Each of those three articles uses terminology to indicate that potatoes "cause," "contributed to," or "led to" weight gain. That's not what the scientists say. It's a subtle difference, but the studies found that daily servings potatoes, particularly fried in some way, were associated with higher weight gain. Everyone in the study gained weight on average, so it's not as though the potato lovers were the only ones packing on the pounds. Journalists are overlooking key intervening variables! Do people who regularly eat some form of potato have other lifestyles that might contribute to higher weight gain? The scientists even point out that you can't say that one food or drink can be shown to consistently affect weight gain across the board: "Eating more or less of any one food or beverage may change the total amount of energy consumed, but the magnitude of associated weight gain varied for specific foods and beverages. Differences in weight gain seen for specific foods and beverages could relate to varying portion sizes, patterns of eating, effects on satiety, or displacement of other foods or beverages" [emphasis mine].

Furthermore, I'm guessing that the journalists didn't actually look at the results graph. The category of potatoes--that they all like to point out adds 1.28 pounds over four years--includes two subcategories: 1) French fried (3.35 pounds over four years), and 2) Boiled, baked, or mashed (0.57 pounds over four years). If you view it that way, French fries were the highest weight gain correlation with 3.35 pounds, far higher than the 1.69 pound gain from eating potato chips. While boiled, baked, or mashed potatoes still weren't a negative correlation, indicating weight loss, that subcategory ranked 8th of the 23 variables in terms of weight gain, landing it between trans fat (0.65 pounds over four years) and refined grains (0.39 pounds over four years).

I know this has been a long blog post, but it's important to keep the correlation versus causation distinction in mind when we read these stories that could influence us to change our lifestyles. Is it easy to learn to interpret statistics to find meaningful results? No, it's certainly not. Is it worth the effort not to mislead the American public? Yes, I absolutely think it is.


  1. Honestly, I think most journalists aren't... quite sharp enough for this stuff. I have my degree in journalism, and they don't teach this stuff in school -- generally, you don't learn specialty reporting at all. There are science reporters, of course, but in the case of more "mainstream" studies, you get run-of-the-mill journalists writing about them. And, yes, both they and their editors want the most salacious headline possible, to sell newspapers (or, nowadays, get clicks).

    I've always been clued into causation & correlation because I'm a HUGE NERD and when we studied it in my HS psychology class I was like OMG COOL and did more reading.
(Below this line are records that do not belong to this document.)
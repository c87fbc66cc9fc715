//! Learning objectives and progress.

use serde::{Deserialize, Serialize};

/// Objectives the learner has set, in the order they were added.
#[derive(Debug, Clone, Default, PartialEq, Eq, Serialize, Deserialize)]
pub struct LearningObjectives {
    items: Vec<String>,
}

impl LearningObjectives {
    /// Creates an empty list.
    #[must_use]
    pub fn new() -> Self {
        Self::default()
    }

    /// Adds a trimmed objective. Blank input is ignored.
    ///
    /// Returns true if the objective was added.
    pub fn add(&mut self, objective: &str) -> bool {
        let objective = objective.trim();
        if objective.is_empty() {
            return false;
        }
        self.items.push(objective.to_string());
        true
    }

    /// Objectives in insertion order.
    #[must_use]
    pub fn items(&self) -> &[String] {
        &self.items
    }

    #[must_use]
    pub fn len(&self) -> usize {
        self.items.len()
    }

    #[must_use]
    pub fn is_empty(&self) -> bool {
        self.items.is_empty()
    }
}

/// Learning progress as a percentage.
#[derive(Debug, Clone, Copy, Default, PartialEq, Eq, Serialize, Deserialize)]
pub struct LearningProgress(u8);

impl LearningProgress {
    /// Points added per step.
    pub const STEP: u8 = 10;
    /// Upper bound.
    pub const MAX: u8 = 100;

    /// Advances by one step, saturating at [`Self::MAX`].
    pub fn mark(&mut self) {
        self.0 = self.0.saturating_add(Self::STEP).min(Self::MAX);
    }

    #[must_use]
    pub fn percent(self) -> u8 {
        self.0
    }

    #[must_use]
    pub fn is_complete(self) -> bool {
        self.0 == Self::MAX
    }
}

#[cfg(test)]
mod tests {
    use super::*;

    #[test]
    fn objectives_are_trimmed_and_blanks_ignored() {
        let mut objectives = LearningObjectives::new();
        assert!(objectives.add("  learn the amygdala  "));
        assert!(!objectives.add("   "));
        assert!(!objectives.add(""));
        assert_eq!(objectives.items(), ["learn the amygdala"]);
    }

    #[test]
    fn progress_steps_by_ten_and_caps() {
        let mut progress = LearningProgress::default();
        progress.mark();
        assert_eq!(progress.percent(), 10);

        for _ in 0..20 {
            progress.mark();
        }
        assert_eq!(progress.percent(), 100);
        assert!(progress.is_complete());
    }
}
I love stuff like this, because it's like a logic puzzle -- read the misleading headline, then the article, then click through to the source and see how poorly the journalist interpreted the study.
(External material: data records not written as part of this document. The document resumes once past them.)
// Criterion benchmarks for SkillSwap Match

use criterion::{black_box, criterion_group, criterion_main, Criterion, BenchmarkId};
use skillswap_match::core::{categorize, suggest_level, FixedJitter, Recommender};
use skillswap_match::models::{Candidate, ScoringWeights};
use std::sync::Arc;

const SKILL_POOL: &[&str] = &[
    "React", "Node.js", "Python", "Docker", "Kubernetes", "Figma", "SEO", "Flutter",
    "TensorFlow", "Rust", "Go", "Product Management", "Cybersecurity", "AWS", "Swift",
];

fn create_candidate(id: usize) -> Candidate {
    let skills = (0..1 + id % 6)
        .map(|offset| SKILL_POOL[(id + offset * 7) % SKILL_POOL.len()].to_string())
        .collect();

    Candidate {
        id: id.to_string(),
        name: format!("User {}", id),
        skills,
    }
}

fn requester_skills() -> Vec<String> {
    vec![
        "React Development".to_string(),
        "JavaScript".to_string(),
        "UI/UX Design".to_string(),
    ]
}

fn bench_categorize(c: &mut Criterion) {
    c.bench_function("categorize", |b| {
        b.iter(|| {
            for skill in SKILL_POOL {
                black_box(categorize(black_box(skill)));
            }
        });
    });
}

fn bench_suggest_level(c: &mut Criterion) {
    let description = "Comprehensive Node.js backend development expertise including scalable API design, \
        microservices architecture, and advanced database optimization. Expert in Express.js, middleware \
        development, authentication/authorization systems, and performance optimization.";

    c.bench_function("suggest_level", |b| {
        b.iter(|| suggest_level(black_box(description)));
    });
}

fn bench_recommend(c: &mut Criterion) {
    let recommender = Recommender::new(ScoringWeights::default(), Arc::new(FixedJitter::new(0.5)));
    let requester = requester_skills();

    let mut group = c.benchmark_group("recommend");

    for candidate_count in [10, 50, 100, 500, 1000].iter() {
        let candidates: Vec<Candidate> = (0..*candidate_count).map(create_candidate).collect();

        group.bench_with_input(
            BenchmarkId::new("recommend", candidate_count),
            candidate_count,
            |b, _| {
                b.iter(|| recommender.recommend(black_box(&requester), black_box(&candidates)));
            },
        );
    }

    group.finish();
}

fn bench_random_jitter(c: &mut Criterion) {
    let recommender = Recommender::with_default_weights();
    let requester = requester_skills();
    let candidates: Vec<Candidate> = (0..100).map(create_candidate).collect();

    c.bench_function("recommend_100_candidates_thread_rng", |b| {
        b.iter(|| recommender.recommend(black_box(&requester), black_box(&candidates)));
    });
}

criterion_group!(
    benches,
    bench_categorize,
    bench_suggest_level,
    bench_recommend,
    bench_random_jitter
);

criterion_main!(benches);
    So I think it's part willful misunderstanding for the sake of selling news, and part lack of understanding of the nuances and subtleties of scientific study. With weight related studies, in particular, it gets RIDICULOUS because everyone wants the headline that trumpets OMG X, Y, Z MAKES YOU FAT.
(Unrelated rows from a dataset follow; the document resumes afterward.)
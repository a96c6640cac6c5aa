// Route exports
pub mod recommendations;
pub mod skills;

use actix_web::web;

pub use recommendations::AppState;

pub fn configure_routes(cfg: &mut web::ServiceConfig) {
    cfg.service(
        web::scope("/api/v1")
            .configure(recommendations::configure)
            .configure(skills::configure),
    );
}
  2. @CurvyNerd I'm always surprised when people don't learn specialties; then again, as a library science major, we couldn't possibly have enough grad courses to cover each library for which we could ever have the opportunity to work (law, engineering, transportation, etc.).

    "[I]t's like a logic puzzle -- read the misleading headline, then the article, then click through to the source and see how poorly the journalist interpreted the study." That's exactly what I do every time I see an article that gives me pause. Librarians are trained to do information literacy, so hopefully I can spread the word through this blog.